La miró de forma extraña y Jenny notó que le faltaba el aire. Respiró profundamente y se dijo que no debía de ser tan tonta. Acababa de salir de una mala experiencia, como para meterse en otra. Si no estaba casado, seguro que tendría novia porque siendo tan guapo era imposible que no la tuviera. Tampoco le importaba. ¡Por Dios! Pero si no sabía si le caía bien del todo.
—No, no creo…
—Doctor Sánchez —lo llamó una enfermera morena con un cuerpo escultural. Hablaron en un español tan rápido que Jenny no se enteró de casi nada, pero parecía que lo estaban llamando al teléfono.
—Perdone un minuto, me necesitan. Mire lo que quiera —le indicó—. Isabel, esta es la doctora Talforth. Ayúdela en lo que necesite —añadió dirigiéndose a la recepcionista, que parecía salida de una revista de moda.
La mujer se giró y la miró con sus ojos marrones y hostiles.
—¿Quiere que le enseñe su consulta? —le preguntó en tono antipático.
—No, creo que lo voy a dejar para mañana. Por favor, dígale al doctor Sánchez que estaré aquí a las nueve y media, como habíamos quedado.
La chica no dijo nada.

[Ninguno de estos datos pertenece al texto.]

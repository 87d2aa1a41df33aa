use std::sync::Arc;

use chrono::Duration;

use quiz_core::model::{OptionKey, Question, Submission};
use quiz_core::{
    Clock, DifficultyFilter, QuizSession, SessionStats, TopicFilter, filter_questions,
};

/// Position summary for the progress panel.
#[derive(Debug, Clone, Copy, PartialEq, Eq)]
pub struct SessionProgress {
    /// 1-based position of the displayed question; 0 when the sequence is empty.
    pub position: usize,
    /// Length of the active filtered sequence.
    pub total: usize,
    /// Number of questions attempted so far (across all filters).
    pub attempted: usize,
}

/// One user's quiz session: the immutable bank, the active filters, and the
/// session state machine, with timestamps drawn from the service clock.
///
/// Every operation is synchronous; a window owns exactly one of these.
#[derive(Debug, Clone)]
pub struct SessionService {
    bank: Arc<Vec<Question>>,
    clock: Clock,
    topic: TopicFilter,
    difficulty: DifficultyFilter,
    session: QuizSession,
}

impl SessionService {
    /// Start a session over the whole bank with both filters at `All`.
    #[must_use]
    pub fn new(bank: Arc<Vec<Question>>, clock: Clock) -> Self {
        let session = QuizSession::new(bank.as_ref().clone(), clock.now());
        Self {
            bank,
            clock,
            topic: TopicFilter::All,
            difficulty: DifficultyFilter::All,
            session,
        }
    }

    #[must_use]
    pub fn topic(&self) -> &TopicFilter {
        &self.topic
    }

    #[must_use]
    pub fn difficulty(&self) -> DifficultyFilter {
        self.difficulty
    }

    #[must_use]
    pub fn session(&self) -> &QuizSession {
        &self.session
    }

    /// Change the topic filter and re-derive the active sequence.
    pub fn set_topic(&mut self, topic: TopicFilter) {
        if self.topic == topic {
            return;
        }
        self.topic = topic;
        self.refilter();
    }

    /// Change the difficulty filter and re-derive the active sequence.
    pub fn set_difficulty(&mut self, difficulty: DifficultyFilter) {
        if self.difficulty == difficulty {
            return;
        }
        self.difficulty = difficulty;
        self.refilter();
    }

    fn refilter(&mut self) {
        let filtered = filter_questions(&self.bank, &self.topic, &self.difficulty);
        self.session.replace_questions(filtered);
    }

    #[must_use]
    pub fn current_question(&self) -> Option<&Question> {
        self.session.current_question()
    }

    pub fn select_option(&mut self, key: OptionKey) {
        self.session.select_option(key);
    }

    /// Submit the highlighted option; `None` when nothing is highlighted.
    pub fn submit(&mut self) -> Option<Submission> {
        self.session.submit().cloned()
    }

    pub fn next(&mut self) -> bool {
        self.session.next()
    }

    pub fn previous(&mut self) -> bool {
        self.session.previous()
    }

    /// Rewind everything and restart the timer. Filters are left alone.
    pub fn reset(&mut self) {
        self.session.reset(self.clock.now());
    }

    #[must_use]
    pub fn stats(&self) -> SessionStats {
        self.session.stats()
    }

    #[must_use]
    pub fn elapsed(&self) -> Duration {
        self.session.elapsed(self.clock.now())
    }

    #[must_use]
    pub fn progress(&self) -> SessionProgress {
        let total = self.session.len();
        let position = if total == 0 {
            0
        } else {
            self.session.current_index() + 1
        };
        SessionProgress {
            position,
            total,
            attempted: self.stats().attempted(),
        }
    }
}

#[cfg(test)]
mod tests {
    use super::*;
    use quiz_core::model::TopicTag;
    use quiz_core::time::fixed_clock;
    use storage::fallback_questions;

    fn service() -> SessionService {
        SessionService::new(Arc::new(fallback_questions()), fixed_clock())
    }

    fn key(value: &str) -> OptionKey {
        OptionKey::new(value).unwrap()
    }

    #[test]
    fn filter_change_rewinds_to_the_first_matching_question() {
        let mut service = service();
        service.next();
        assert_eq!(service.session().current_index(), 1);

        service.set_topic(TopicFilter::Topic(TopicTag::new("Calculus").unwrap()));

        assert_eq!(service.session().current_index(), 0);
        assert_eq!(service.session().len(), 1);
        assert_eq!(service.current_question().unwrap().id().as_str(), "3");
    }

    #[test]
    fn submissions_survive_filter_changes() {
        let mut service = service();
        service.select_option(key("A"));
        service.submit().unwrap();

        service.set_topic(TopicFilter::Topic(TopicTag::new("Calculus").unwrap()));
        assert_eq!(service.stats().attempted(), 1);

        service.set_topic(TopicFilter::All);
        assert_eq!(service.stats().attempted(), 1);
    }

    #[test]
    fn setting_the_same_filter_does_not_disturb_the_cursor() {
        let mut service = service();
        service.next();
        service.set_difficulty(DifficultyFilter::All);
        assert_eq!(service.session().current_index(), 1);
    }

    #[test]
    fn progress_reports_one_based_position() {
        let mut service = service();
        assert_eq!(
            service.progress(),
            SessionProgress {
                position: 1,
                total: 3,
                attempted: 0
            }
        );

        service.next();
        service.select_option(key("C"));
        service.submit().unwrap();
        assert_eq!(
            service.progress(),
            SessionProgress {
                position: 2,
                total: 3,
                attempted: 1
            }
        );
    }

    #[test]
    fn empty_filter_result_yields_zero_position() {
        let mut service = service();
        service.set_topic(TopicFilter::Topic(TopicTag::new("Statistics").unwrap()));
        assert_eq!(service.progress().position, 0);
        assert!(service.current_question().is_none());
    }
}
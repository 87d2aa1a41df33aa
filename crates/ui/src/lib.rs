#![forbid(unsafe_code)]

pub mod app;
pub mod context;
pub mod views;
pub mod vm;

pub use app::App;
pub use context::{AppContext, UiApp, build_app_context};
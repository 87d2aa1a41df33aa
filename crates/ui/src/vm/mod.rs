mod content_vm;
mod quiz_vm;
mod time_fmt;

pub use content_vm::sanitize_math_html;
pub use quiz_vm::{HistoryItemVm, OptionVm, QuestionVm, QuizIntent, QuizVm};
pub use time_fmt::format_elapsed;
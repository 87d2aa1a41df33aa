mod quiz;
mod state;

pub use quiz::QuizView;
pub use state::{ViewError, ViewState, view_state_from_resource};
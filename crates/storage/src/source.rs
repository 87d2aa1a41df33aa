use thiserror::Error;

use quiz_core::model::Question;

/// Errors surfaced by question sources.
///
/// A malformed row is a non-recoverable data integrity condition for the
/// whole load: callers get a row-numbered diagnostic instead of a silently
/// truncated bank.
#[derive(Debug, Error)]
#[non_exhaustive]
pub enum StorageError {
    #[error("cannot read workbook: {0}")]
    Workbook(#[from] calamine::Error),

    #[error("workbook has no worksheets")]
    NoWorksheet,

    #[error("worksheet has no header row")]
    MissingHeader,

    #[error("missing required column {name:?}")]
    MissingColumn { name: &'static str },

    #[error("row {row}: {source}")]
    BadRow { row: usize, source: quiz_core::Error },
}

/// One-shot source of an ordered question sequence.
///
/// Loading happens once at session start; the result is treated as immutable
/// for the rest of the process lifetime.
pub trait QuestionSource {
    /// Read the full ordered question sequence.
    ///
    /// # Errors
    ///
    /// Returns `StorageError` when the backing file is missing, the workbook
    /// is malformed, or any row fails domain validation.
    fn load(&self) -> Result<Vec<Question>, StorageError>;
}
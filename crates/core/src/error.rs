use thiserror::Error;

use crate::model::{DifficultyParseError, OptionsParseError, QuestionError, QuestionIdError};

/// Umbrella error for building domain values from raw spreadsheet fields.
#[derive(Debug, Error, Clone, PartialEq, Eq)]
#[non_exhaustive]
pub enum Error {
    #[error(transparent)]
    Question(#[from] QuestionError),
    #[error(transparent)]
    Options(#[from] OptionsParseError),
    #[error(transparent)]
    Difficulty(#[from] DifficultyParseError),
    #[error(transparent)]
    Id(#[from] QuestionIdError),
}
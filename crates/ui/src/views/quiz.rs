use dioxus::document::eval;
use dioxus::prelude::*;
use keyboard_types::Key;

use quiz_core::model::Difficulty;
use services::{BankOrigin, SessionService};

use crate::context::AppContext;
use crate::views::{ViewError, ViewState, view_state_from_resource};
use crate::vm::{QuizIntent, QuizVm};

use self::scripts::{elapsed_timer_script, mathjax_typeset_script};

mod scripts;

/// Bank-level facts that do not change for the lifetime of the window.
#[derive(Clone, Debug, PartialEq)]
struct QuizMeta {
    topics: Vec<String>,
    sample_notice: Option<&'static str>,
}

#[component]
pub fn QuizView() -> Element {
    let ctx = use_context::<AppContext>();
    let clock = ctx.clock();
    let vm = use_signal(|| None::<QuizVm>);

    let questions = ctx.questions();
    let resource = use_resource(move || {
        let questions = questions.clone();
        let mut vm = vm;
        async move {
            let bank = questions.load_or_fallback();
            let topics = bank
                .topics()
                .iter()
                .map(ToString::to_string)
                .collect::<Vec<_>>();
            let sample_notice = match bank.origin() {
                BankOrigin::Source => None,
                BankOrigin::BuiltIn { .. } => {
                    Some("Question file unavailable; showing the built-in sample set.")
                }
            };
            vm.set(Some(QuizVm::new(SessionService::new(
                bank.questions(),
                clock,
            ))));
            Ok::<_, ViewError>(QuizMeta {
                topics,
                sample_notice,
            })
        }
    });
    let state = view_state_from_resource(&resource);

    let dispatch = use_callback(move |intent: QuizIntent| {
        let mut vm = vm;
        if let Some(vm) = vm.write().as_mut() {
            vm.apply(intent);
        }
    });

    // Re-typeset whenever the rendered question or options change.
    use_effect(move || {
        let serial = vm
            .read()
            .as_ref()
            .and_then(|vm| vm.current().map(|question| question.serial));
        let _ = serial;
        let _ = eval(&mathjax_typeset_script());
    });

    // The elapsed clock ticks in the webview, keyed on the session start so
    // a reset rewinds it.
    use_effect(move || {
        let guard = vm.read();
        if let Some(vm) = guard.as_ref() {
            let js = elapsed_timer_script(&vm.timer_key(), vm.elapsed_seconds());
            let _ = eval(&js);
        }
    });

    let on_key = use_callback(move |evt: KeyboardEvent| {
        let has_question = vm.read().as_ref().is_some_and(|vm| vm.current().is_some());
        if !has_question {
            return;
        }
        match evt.data.key() {
            Key::ArrowLeft => {
                evt.prevent_default();
                dispatch.call(QuizIntent::Previous);
            }
            Key::ArrowRight => {
                evt.prevent_default();
                dispatch.call(QuizIntent::Next);
            }
            Key::Enter => {
                evt.prevent_default();
                dispatch.call(QuizIntent::Submit);
            }
            Key::Character(value) => {
                let candidate = value.trim().to_uppercase();
                let is_option = vm
                    .read()
                    .as_ref()
                    .and_then(QuizVm::current)
                    .is_some_and(|question| {
                        question.options.iter().any(|option| option.key == candidate)
                    });
                if is_option {
                    evt.prevent_default();
                    dispatch.call(QuizIntent::SelectOption(candidate));
                }
            }
            _ => {}
        }
    });

    let vm_guard = vm.read();
    let current = vm_guard.as_ref().and_then(QuizVm::current);
    let at_first = vm_guard.as_ref().is_none_or(QuizVm::at_first);
    let at_last = vm_guard.as_ref().is_none_or(QuizVm::at_last);
    let topic_value = vm_guard
        .as_ref()
        .map_or_else(|| "All".to_string(), QuizVm::topic_value);
    let difficulty_value = vm_guard
        .as_ref()
        .map_or_else(|| "All".to_string(), QuizVm::difficulty_value);
    let attempted_label = vm_guard
        .as_ref()
        .map_or_else(|| "0/0".to_string(), QuizVm::attempted_label);
    let position_label = vm_guard.as_ref().and_then(QuizVm::position_label);
    let success_label = vm_guard.as_ref().and_then(QuizVm::success_rate_label);
    let elapsed_label = vm_guard
        .as_ref()
        .map_or_else(|| "0:00:00".to_string(), QuizVm::elapsed_label);
    let history = vm_guard.as_ref().map(QuizVm::history).unwrap_or_default();

    rsx! {
        div { class: "page quiz-page", id: "quiz-root", tabindex: "0", onkeydown: on_key,
            match state {
                ViewState::Loading => rsx! {
                    p { "Loading questions..." }
                },
                ViewState::Failed(err) => rsx! {
                    p { "{err.message()}" }
                    button {
                        class: "btn btn-secondary",
                        r#type: "button",
                        onclick: move |_| {
                            let mut resource = resource;
                            resource.restart();
                        },
                        "Retry"
                    }
                },
                ViewState::Ready(meta) => rsx! {
                    div { class: "quiz-layout",
                        aside { class: "sidebar",
                            h1 { class: "sidebar__title", "TMUA Guide" }
                            div { class: "sidebar__divider" }
                            div { class: "filters",
                                h3 { class: "filters__heading", "Filters" }
                                label { class: "filter-label", r#for: "difficulty-filter", "Difficulty Level" }
                                select {
                                    class: "filter-select",
                                    id: "difficulty-filter",
                                    value: "{difficulty_value}",
                                    onchange: move |evt| dispatch.call(QuizIntent::SetDifficulty(evt.value())),
                                    option { value: "All", "All" }
                                    for level in Difficulty::ALL {
                                        option { value: "{level}", "{level}" }
                                    }
                                }
                                label { class: "filter-label", r#for: "topic-filter", "Topic" }
                                select {
                                    class: "filter-select",
                                    id: "topic-filter",
                                    value: "{topic_value}",
                                    onchange: move |evt| dispatch.call(QuizIntent::SetTopic(evt.value())),
                                    option { value: "All", "All" }
                                    for topic in meta.topics.iter() {
                                        option { value: "{topic}", "{topic}" }
                                    }
                                }
                            }
                            div { class: "sidebar__divider" }
                            button {
                                class: "btn btn-primary",
                                id: "quiz-reset",
                                r#type: "button",
                                onclick: move |_| dispatch.call(QuizIntent::Reset),
                                "Reset Session"
                            }
                            if let Some(notice) = meta.sample_notice {
                                p { class: "sidebar__notice", "{notice}" }
                            }
                        }

                        main { class: "question-pane",
                            h2 { class: "pane-title", "Question Panel" }
                            if let Some(question) = current.as_ref() {
                                div { class: "question-card",
                                    h4 { class: "question-card__serial", "Question {question.serial}" }
                                    div {
                                        class: "question-card__text",
                                        dangerous_inner_html: "{question.text_html}",
                                    }
                                }
                                h3 { class: "options-heading", "Select your answer" }
                                div { class: "options",
                                    for option in question.options.iter() {
                                        OptionButton {
                                            key: "{question.serial}-{option.key}",
                                            option_key: option.key.clone(),
                                            text_html: option.text_html.clone(),
                                            selected: option.selected,
                                            on_intent: dispatch,
                                        }
                                    }
                                }
                                div { class: "nav-row",
                                    button {
                                        class: "btn btn-secondary",
                                        id: "quiz-previous",
                                        r#type: "button",
                                        disabled: at_first,
                                        onclick: move |_| dispatch.call(QuizIntent::Previous),
                                        "← Previous"
                                    }
                                    button {
                                        class: "btn btn-primary",
                                        id: "quiz-submit",
                                        r#type: "button",
                                        onclick: move |_| dispatch.call(QuizIntent::Submit),
                                        "Submit"
                                    }
                                    button {
                                        class: "btn btn-secondary",
                                        id: "quiz-next",
                                        r#type: "button",
                                        disabled: at_last,
                                        onclick: move |_| dispatch.call(QuizIntent::Next),
                                        "Next →"
                                    }
                                }
                                if let Some(label) = position_label.as_ref() {
                                    p { class: "nav-position", "{label}" }
                                }
                            } else {
                                p { class: "question-empty", "No questions match these filters." }
                            }
                        }

                        aside { class: "progress-pane",
                            h2 { class: "pane-title", "Progress" }
                            div { class: "metrics",
                                div { class: "metric",
                                    span { class: "metric__label", "Questions Attempted" }
                                    span { class: "metric__value", "{attempted_label}" }
                                }
                                if let Some(rate) = success_label.as_ref() {
                                    div { class: "metric",
                                        span { class: "metric__label", "Success Rate" }
                                        span { class: "metric__value", "{rate}" }
                                    }
                                }
                                div { class: "metric",
                                    span { class: "metric__label", "Time Elapsed" }
                                    span {
                                        class: "metric__value",
                                        id: "quiz-timer-label",
                                        "{elapsed_label}"
                                    }
                                }
                            }
                            if !history.is_empty() {
                                h3 { class: "history-heading", "Answer History" }
                                div { class: "history",
                                    for item in history.iter() {
                                        div {
                                            key: "{item.serial}",
                                            class: history_item_class(item.is_correct),
                                            span { "Q{item.serial}: {item.selected} " }
                                            span { class: "history-item__mark",
                                                if item.is_correct { "✓" } else { "✗" }
                                            }
                                        }
                                    }
                                }
                            }
                        }
                    }
                },
            }
        }
    }
}

fn history_item_class(is_correct: bool) -> &'static str {
    if is_correct {
        "history-item history-item--correct"
    } else {
        "history-item history-item--incorrect"
    }
}

#[component]
fn OptionButton(
    option_key: String,
    text_html: String,
    selected: bool,
    on_intent: EventHandler<QuizIntent>,
) -> Element {
    let class = if selected {
        "option-btn option-btn--selected"
    } else {
        "option-btn"
    };
    let intent_key = option_key.clone();
    rsx! {
        button {
            class: "{class}",
            r#type: "button",
            onclick: move |_| on_intent.call(QuizIntent::SelectOption(intent_key.clone())),
            span { class: "option-btn__key", "{option_key}." }
            span { class: "option-btn__text", dangerous_inner_html: "{text_html}" }
        }
    }
}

Jenny supuso que le gustaba su jefe, cosa que no le extrañaba nada.
Miguel Sánchez era un hombre muy guapo aunque lo sería más si no tuviera aquel aspecto de preocupación continua. Estaba tan ocupado que, probablemente, no se habría dado cuenta de que su recepcionista estaba loca por él.
«Pobre Isabel», pensó mientras subía por la colina. A veces, las mujeres hacían el tonto por los hombres, les entregaban su corazón aunque no se lo merecían. ¿Por qué se enamorarían de hombres que ni se daban cuenta de su presencia?
Lo que tenía muy claro era que no se iba a dejar sentir atraída por el doctor Sánchez. No estaba muy segura de que estuviera convencido de haberla contratado, así que iba a tener que trabajar duro para demostrarle que no se había equivocado.
Era una pena que lo hubiera conocido vestida como una turista. ¡Ya se aseguraría de ponerse algo más apropiado para el día siguiente!